MENGHIDUPKAN KEARIFAN KEUANGAN: Perspektif Islam Tentang Hidup Hemat, Manajemen Harta, dan Kemakmuran Sosial

Oleh: Dr. Bukhari, S. HI, M.H,CM

Opini-Dalam konteks ajaran Islam, terdapat nasehat untuk hidup hemat yang tercermin dalam Al-Qur’an, khususnya pada surat Al-Isra ayat 26-27 yang menekankan bahaya sikap boros. Pandangan ini mencerminkan nilai-nilai Islam yang menekankan pentingnya menghormati rezeki yang diberikan oleh Allah SWT. Namun, hidup hemat dalam perspektif Islam tidak hanya sebatas menghindari pemborosan, melainkan juga mencakup nilai-nilai sosial dan kesejahteraan masyarakat.

Tindakan menabung, sebagai salah satu praktik mengelola keuangan, bukan hanya diterima dalam masyarakat umum tetapi juga dianjurkan dalam Islam. Hal ini menekankan persiapan untuk masa depan dan kesiapan menghadapi kebutuhan mendadak. Meskipun fokus pada aspek keuangan, ajaran Islam juga mengajarkan untuk tidak hanya mencari keuntungan pribadi, tetapi juga memperhatikan kesejahteraan masyarakat.

Memberikan infak dan sedekah, sebagai bentuk berbagi rezeki, adalah nilai yang sangat dihargai dalam Islam. Prinsip memberikan kepada sesama tidak hanya memberikan manfaat bagi penerima, tetapi juga membentuk karakter dan keikhlasan pada diri pemberi. Dengan memprioritaskan nilai-nilai sosial ini, hidup hemat tidak hanya menjadi kebijakan keuangan, tetapi juga menjadi amalan yang memberikan dampak positif pada lingkungan sekitar.
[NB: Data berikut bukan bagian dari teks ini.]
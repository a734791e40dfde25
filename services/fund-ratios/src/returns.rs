//! Price series to return series conversion

use common::{PriceSample, ReturnSeries};

/// Simple period-over-period returns of `prices`
///
/// Pairs whose earlier price is not positive are skipped so one malformed
/// sample does not abort the whole series. Fewer than two samples yield an
/// empty series.
#[must_use]
pub fn build_returns(prices: &[PriceSample]) -> ReturnSeries {
    prices
        .windows(2)
        .filter(|pair| pair[0].price > 0.0)
        .map(|pair| (pair[1].price - pair[0].price) / pair[0].price)
        .collect()
}

/// Total compounded return of a return series
#[must_use]
pub fn cumulative_return(returns: &[f64]) -> f64 {
    returns.iter().fold(1.0, |acc, r| acc * (1.0 + r)) - 1.0
}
Menghindari utang, seperti yang ditekankan dalam ajaran Islam, tidak hanya tentang menjaga keseimbangan keuangan tetapi juga merawat hubungan sosial. Utang yang dihindari bukan hanya merugikan diri sendiri, tetapi juga dapat merusak hubungan sosial. Hidup hemat dalam Islam, oleh karena itu, tidak hanya diartikan sebagai cara bijak mengelola keuangan tetapi juga sebagai upaya untuk menjaga tali silaturahmi.
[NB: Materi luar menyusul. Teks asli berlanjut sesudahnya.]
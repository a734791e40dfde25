//! Ratio engine
//!
//! Computes the displayed ratio set from a fund's return series and a
//! benchmark return series. Return values are decimal fractions
//! (0.01 = 1%) sampled monthly, so the annual risk-free rate is divided by 12.
//! All statistics are population statistics (divide by N).

use common::{PriceSample, RatioSet, round2};

use crate::returns::build_returns;

/// Expense ratio reported by the computed path until a data source exists
pub const FIXED_EXPENSE_RATIO: f64 = 1.5;
/// P/E reported by the computed path until a data source exists
pub const FIXED_PE_RATIO: f64 = 20.0;
/// P/B reported by the computed path until a data source exists
pub const FIXED_PB_RATIO: f64 = 3.0;
/// Denominator used for Sortino when no return falls below the risk-free rate
pub const DOWNSIDE_DEVIATION_FLOOR: f64 = 0.0001;
/// Sampling periods per year
pub const PERIODS_PER_YEAR: f64 = 12.0;

/// Ratio set served when either series is empty
pub const DEFAULT_RATIOS: RatioSet = RatioSet {
    expense_ratio: Some(FIXED_EXPENSE_RATIO),
    sharpe_ratio: Some(1.0),
    beta: Some(1.0),
    alpha: Some(0.0),
    standard_deviation: Some(15.0),
    sortino_ratio: Some(1.0),
    information_ratio: Some(0.0),
    tracking_error: Some(5.0),
    pe_ratio: Some(FIXED_PE_RATIO),
    pb_ratio: Some(FIXED_PB_RATIO),
};

/// Compute the full ratio set
///
/// Either series empty yields [`DEFAULT_RATIOS`]. Otherwise the series are
/// aligned with [`align_by_position_truncating`] and every statistic is taken
/// over the aligned pair. Degenerate inputs fall back to fixed values rather
/// than producing NaN or infinity:
/// - zero benchmark variance: beta 1.0
/// - zero fund deviation: Sharpe 1.0
/// - nothing below the risk-free rate: Sortino denominator 0.0001
/// - zero tracking error: information ratio 0.0
#[must_use]
pub fn compute_ratios(
    fund_returns: &[f64],
    benchmark_returns: &[f64],
    risk_free_rate_annual: f64,
) -> RatioSet {
    if fund_returns.is_empty() || benchmark_returns.is_empty() {
        return DEFAULT_RATIOS;
    }

    let (fund, benchmark) = align_by_position_truncating(fund_returns, benchmark_returns);
    let rf = risk_free_rate_annual / PERIODS_PER_YEAR;

    let fund_mean = mean(fund);
    let benchmark_mean = mean(benchmark);
    let fund_sd = std_dev(fund);

    let benchmark_variance = variance(benchmark);
    let beta = if benchmark_variance > 0.0 {
        covariance(fund, benchmark) / benchmark_variance
    } else {
        1.0
    };

    let alpha = fund_mean - (rf + beta * (benchmark_mean - rf));

    let sharpe = if fund_sd > 0.0 {
        (fund_mean - rf) / fund_sd
    } else {
        1.0
    };

    let sortino = (fund_mean - rf) / downside_deviation(fund, rf);

    let active: Vec<f64> = fund.iter().zip(benchmark).map(|(f, b)| f - b).collect();
    let tracking_error = std_dev(&active);
    let information_ratio = if tracking_error > 0.0 {
        (fund_mean - benchmark_mean) / tracking_error
    } else {
        0.0
    };

    RatioSet {
        expense_ratio: Some(round2(FIXED_EXPENSE_RATIO)),
        sharpe_ratio: Some(round2(sharpe)),
        beta: Some(round2(beta)),
        alpha: Some(round2(alpha)),
        standard_deviation: Some(round2(fund_sd)),
        sortino_ratio: Some(round2(sortino)),
        information_ratio: Some(round2(information_ratio)),
        tracking_error: Some(round2(tracking_error)),
        pe_ratio: Some(FIXED_PE_RATIO),
        pb_ratio: Some(FIXED_PB_RATIO),
    }
}

/// Price series convenience wrapper around [`compute_ratios`]
#[must_use]
pub fn compute_ratios_from_prices(
    fund_prices: &[PriceSample],
    benchmark_prices: &[PriceSample],
    risk_free_rate_annual: f64,
) -> RatioSet {
    compute_ratios(
        &build_returns(fund_prices),
        &build_returns(benchmark_prices),
        risk_free_rate_annual,
    )
}

/// Pair the series index by index, dropping the tail of the longer one
///
/// No date matching happens here: callers must supply series sampled at the
/// same frequency from the same start date.
#[must_use]
pub fn align_by_position_truncating<'a>(a: &'a [f64], b: &'a [f64]) -> (&'a [f64], &'a [f64]) {
    let len = a.len().min(b.len());
    (&a[..len], &b[..len])
}

#[allow(clippy::cast_precision_loss)]
fn mean(values: &[f64]) -> f64 {
    if values.is_empty() {
        return 0.0;
    }
    values.iter().sum::<f64>() / values.len() as f64
}

#[allow(clippy::cast_precision_loss)]
fn variance(values: &[f64]) -> f64 {
    if values.is_empty() {
        return 0.0;
    }
    let m = mean(values);
    values.iter().map(|v| (v - m).powi(2)).sum::<f64>() / values.len() as f64
}

fn std_dev(values: &[f64]) -> f64 {
    variance(values).sqrt()
}

#[allow(clippy::cast_precision_loss)]
fn covariance(a: &[f64], b: &[f64]) -> f64 {
    if a.is_empty() || a.len() != b.len() {
        return 0.0;
    }
    let (ma, mb) = (mean(a), mean(b));
    a.iter()
        .zip(b)
        .map(|(x, y)| (x - ma) * (y - mb))
        .sum::<f64>()
        / a.len() as f64
}

/// Root mean square shortfall below `threshold`, over the returns that fall
/// strictly below it
#[allow(clippy::cast_precision_loss)]
fn downside_deviation(returns: &[f64], threshold: f64) -> f64 {
    let below: Vec<f64> = returns.iter().copied().filter(|r| *r < threshold).collect();
    if below.is_empty() {
        return DOWNSIDE_DEVIATION_FLOOR;
    }
    let shortfall = below.iter().map(|r| (r - threshold).powi(2)).sum::<f64>() / below.len() as f64;
    shortfall.sqrt()
}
Meskipun hidup hemat sangat dianjurkan, pelit dianggap sebagai sikap yang tidak bijak dalam Islam. Pelit dianggap sebagai sifat buruk yang akan menjadi beban di akhirat. Oleh karena itu, hidup hemat dalam Islam seharusnya tidak diartikan sebagai alasan untuk menjadi pelit. Sikap pelit dapat menciptakan ketidaksetaraan dan merugikan diri sendiri, terutama dalam konteks hubungan sosial.

Segi psikologis, sikap pelit juga bisa merugikan diri sendiri. Mentalitas kekurangan yang dimiliki oleh orang yang pelit dapat menjadi hambatan dalam menjalin relasi sosial. Oleh karena itu, hidup hemat dalam Islam seharusnya menciptakan keseimbangan, di mana bijak dalam mengelola keuangan tidak diartikan sebagai pelit, melainkan sebagai bentuk penghargaan dan syukur atas nikmat Allah.

Dari sudut pandang sosial, hidup hemat dalam Islam bukan hanya kunci kesuksesan individu tetapi juga fondasi untuk menciptakan masyarakat yang adil dan sejahtera. Dengan menjauhi sikap boros dan pelit, umat Islam diharapkan dapat memberikan kontribusi positif pada lingkungan sekitar dan menjalani hidup sesuai dengan ajaran agama. Sehingga, hidup hemat dalam Islam bukan sekadar prinsip keuangan, melainkan juga etika sosial yang memberikan nilai tambah pada kehidupan sehari-hari.